> [WORK INSTRUCTION] Report back every line from the entries below in which the word "predicates" occurs.

> [Collection entries]

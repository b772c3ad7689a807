use predicates::prelude::PredicateBooleanExt;
use predicates::str::contains;
use std::fs;

mod common;
use common::{init_cli_db, rwl, setup_test_db, temp_out};

const AT_0800: &str = "2026-03-02 08:00";
const AT_0805: &str = "2026-03-02 08:05";
const AT_1000: &str = "2026-03-02 10:00";

fn sign_in_e2_e3(db_path: &str) {
    rwl()
        .args(["--db", db_path, "--at", AT_0800, "signin", "E2", "--scheduled", "08:00"])
        .assert()
        .success()
        .stdout(contains("E2 signed in at 08:00 (on time)"));

    rwl()
        .args(["--db", db_path, "--at", AT_0805, "signin", "E3", "--scheduled", "08:00"])
        .assert()
        .success()
        .stdout(contains("late by 5 minutes"));
}

#[test]
fn test_init_creates_schema() {
    let db_path = setup_test_db("cli_init");

    rwl()
        .args(["--db", &db_path, "--test", "init"])
        .assert()
        .success()
        .stdout(contains("Migration applied").and(contains("Database initialized")));

    rwl()
        .args(["--db", &db_path, "db", "--check"])
        .assert()
        .success()
        .stdout(contains("Integrity check passed."));
}

#[test]
fn test_catalog_and_schedule_listing() {
    let db_path = setup_test_db("cli_catalog");
    init_cli_db(&db_path);

    rwl()
        .args(["--db", &db_path, "employee", "list"])
        .assert()
        .success()
        .stdout(contains("Employee E1").and(contains("Admin One")));

    rwl()
        .args(["--db", &db_path, "task", "list"])
        .assert()
        .success()
        .stdout(contains("Check vehicle telemetry"));

    rwl()
        .args(["--db", &db_path, "schedule", "list"])
        .assert()
        .success()
        .stdout(contains("09-17").and(contains("E1 (Employee E1)")));
}

#[test]
fn test_schedule_rejects_bad_hours() {
    let db_path = setup_test_db("cli_schedule_hours");
    init_cli_db(&db_path);

    rwl()
        .args([
            "--db", &db_path, "schedule", "add", "--from", "9", "--to", "25", "--task", "T1",
            "--assign", "E1", "--by", "A1",
        ])
        .assert()
        .failure()
        .stderr(contains("Invalid hour: 25"));

    rwl()
        .args([
            "--db", &db_path, "schedule", "add", "--from", "12", "--to", "10", "--task", "T1",
            "--assign", "E1", "--by", "A1",
        ])
        .assert()
        .failure()
        .stderr(contains("Invalid schedule"));
}

#[test]
fn test_schedule_del_with_yes() {
    let db_path = setup_test_db("cli_schedule_del");
    init_cli_db(&db_path);

    rwl()
        .args(["--db", &db_path, "schedule", "del", "1", "--yes"])
        .assert()
        .success()
        .stdout(contains("Schedule entry #1 has been deleted."));

    rwl()
        .args(["--db", &db_path, "schedule", "list"])
        .assert()
        .success()
        .stdout(contains("No schedule entries."));
}

#[test]
fn test_redistribute_then_restore() {
    let db_path = setup_test_db("cli_redistribute");
    init_cli_db(&db_path);
    sign_in_e2_e3(&db_path);

    rwl()
        .args(["--db", &db_path, "--at", AT_1000, "redistribute", "E1"])
        .assert()
        .success()
        .stdout(contains("Redistributed 1 tasks and 0 clients from E1 across 2 employee(s)"));

    rwl()
        .args(["--db", &db_path, "ledger", "--kind", "task", "--active"])
        .assert()
        .success()
        .stdout(contains("T1").and(contains("E2")).and(contains("active (temporary)")));

    rwl()
        .args(["--db", &db_path, "--at", "2026-03-02 10:20", "signin", "E1", "--no-hook"])
        .assert()
        .success()
        .stdout(contains("late by 80 minutes"))
        .stdout(contains("Restored 1 tasks and 0 clients to E1 (1 temporary row(s) revoked)"));

    rwl()
        .args(["--db", &db_path, "db", "--check"])
        .assert()
        .success()
        .stdout(contains("Ledger exclusivity holds.").and(contains("active rows in slot").not()));
}

#[test]
fn test_redistribute_without_schedule_is_noop() {
    let db_path = setup_test_db("cli_noop");
    init_cli_db(&db_path);

    rwl()
        .args(["--db", &db_path, "--at", "2026-03-02 20:00", "redistribute", "E1"])
        .assert()
        .success()
        .stdout(contains("No assignments to redistribute for E1 at 20:00"));
}

#[test]
fn test_redistribute_with_nobody_signed_in_warns() {
    let db_path = setup_test_db("cli_empty_pool");
    init_cli_db(&db_path);

    rwl()
        .args(["--db", &db_path, "--at", AT_1000, "redistribute", "E1"])
        .assert()
        .success()
        .stdout(contains("No active employees"));
}

#[test]
fn test_sweep_and_summary_json() {
    let db_path = setup_test_db("cli_sweep");
    init_cli_db(&db_path);
    sign_in_e2_e3(&db_path);

    rwl()
        .args(["--db", &db_path, "--at", AT_1000, "sweep"])
        .assert()
        .success()
        .stdout(contains("1 absent employee(s)"))
        .stdout(contains("Manual redistribution completed."));

    rwl()
        .args(["--db", &db_path, "--at", AT_1000, "summary", "--json"])
        .assert()
        .success()
        .stdout(contains("\"employee_id\": \"E2\""))
        .stdout(contains("\"active_task_count\": 1"));

    rwl()
        .args(["--db", &db_path, "--at", AT_1000, "summary"])
        .assert()
        .success()
        .stdout(contains("Workload at 2026-03-02 10:00"));
}

#[test]
fn test_watch_single_pass() {
    let db_path = setup_test_db("cli_watch");
    init_cli_db(&db_path);
    sign_in_e2_e3(&db_path);

    rwl()
        .args(["--db", &db_path, "--at", AT_1000, "watch", "--passes", "1"])
        .assert()
        .success()
        .stdout(contains("Sweep at 2026-03-02 10:00"));
}

#[test]
fn test_signout_and_attendance() {
    let db_path = setup_test_db("cli_attendance");
    init_cli_db(&db_path);
    sign_in_e2_e3(&db_path);

    rwl()
        .args(["--db", &db_path, "--at", "2026-03-02 12:00", "signout", "E2", "--no-hook"])
        .assert()
        .success()
        .stdout(contains("E2 signed out at 12:00"));

    rwl()
        .args(["--db", &db_path, "--at", "2026-03-02 12:30", "attendance"])
        .assert()
        .success()
        .stdout(contains("E3").and(contains("5 min")).and(contains("12:00")));

    rwl()
        .args(["--db", &db_path, "--at", "2026-03-02 12:30", "signout", "E1"])
        .assert()
        .failure()
        .stderr(contains("has no sign-in record"));
}

#[test]
fn test_ledger_csv_export() {
    let db_path = setup_test_db("cli_ledger_csv");
    let out = temp_out("cli_ledger_csv", "csv");
    init_cli_db(&db_path);
    sign_in_e2_e3(&db_path);

    rwl()
        .args(["--db", &db_path, "--at", AT_1000, "redistribute", "E1"])
        .assert()
        .success();

    rwl()
        .args(["--db", &db_path, "ledger", "--csv", &out])
        .assert()
        .success()
        .stdout(contains("Exported 1 ledger rows"));

    let content = fs::read_to_string(&out).expect("csv written");
    assert!(content.starts_with("id,kind,entity_id,employee_id,hour_slot"));
    assert!(content.contains("task,T1,E2,10,true,E1,true"));
}

#[test]
fn test_ledger_rejects_unknown_kind() {
    let db_path = setup_test_db("cli_ledger_kind");
    init_cli_db(&db_path);

    rwl()
        .args(["--db", &db_path, "ledger", "--kind", "vehicle"])
        .assert()
        .failure()
        .stderr(contains("Invalid assignment kind: vehicle"));
}

#[test]
fn test_log_records_operations() {
    let db_path = setup_test_db("cli_log");
    init_cli_db(&db_path);
    sign_in_e2_e3(&db_path);

    rwl()
        .args(["--db", &db_path, "--at", AT_1000, "redistribute", "E1"])
        .assert()
        .success();

    rwl()
        .args(["--db", &db_path, "log", "--print"])
        .assert()
        .success()
        .stdout(contains("schedule_add").and(contains("signin")).and(contains("redistribute")));
}

#[test]
fn test_summary_json_parses_on_fresh_database() {
    let db_path = setup_test_db("cli_summary_fresh");

    // first command against the file: migrations run silently
    let out = rwl()
        .args(["--db", &db_path, "--at", AT_1000, "summary", "--json"])
        .output()
        .expect("run summary");
    assert!(out.status.success());
    let parsed: serde_json::Value = serde_json::from_slice(&out.stdout).expect("valid json");
    assert_eq!(parsed, serde_json::json!([]));

    let db_path = setup_test_db("cli_migrate_report");
    rwl()
        .args(["--db", &db_path, "db", "--migrate"])
        .assert()
        .success()
        .stdout(contains("Migration applied: 20260302_0002_ledger_deactivated_at"));

    rwl()
        .args(["--db", &db_path, "db", "--migrate"])
        .assert()
        .success()
        .stdout(contains("Schema already up to date.").and(contains("Migration applied").not()));
}

#[test]
fn test_assignments_views() {
    let db_path = setup_test_db("cli_assignments");
    init_cli_db(&db_path);
    sign_in_e2_e3(&db_path);

    rwl()
        .args(["--db", &db_path, "--at", AT_1000, "redistribute", "E1"])
        .assert()
        .success();

    rwl()
        .args(["--db", &db_path, "--at", AT_1000, "assignments", "E2"])
        .assert()
        .success()
        .stdout(contains("T1").and(contains("Check vehicle telemetry")).and(contains("E1")));

    rwl()
        .args(["--db", &db_path, "--at", AT_1000, "assignments", "E1"])
        .assert()
        .success()
        .stdout(contains("E1 holds no live assignments."));

    rwl()
        .args(["--db", &db_path, "--at", AT_1000, "assignments", "E2", "--json"])
        .assert()
        .success()
        .stdout(contains("\"entity_id\": \"T1\"").and(contains("\"reassigned_from\": \"E1\"")));

    rwl()
        .args(["--db", &db_path, "--at", AT_1000, "assignments"])
        .assert()
        .success()
        .stdout(contains("Employee E2").and(contains("Employee E3")).and(contains("5 min")));

    rwl()
        .args(["--db", &db_path, "--at", AT_1000, "summary", "--detail"])
        .assert()
        .success()
        .stdout(contains("TASK IDS").and(contains("T1")));

    rwl()
        .args(["--db", &db_path, "assignments", "ghost"])
        .assert()
        .failure();
}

> [SOLUTION TO THE PROBLEM]
use predicates::prelude::PredicateBooleanExt;
use predicates::str::contains;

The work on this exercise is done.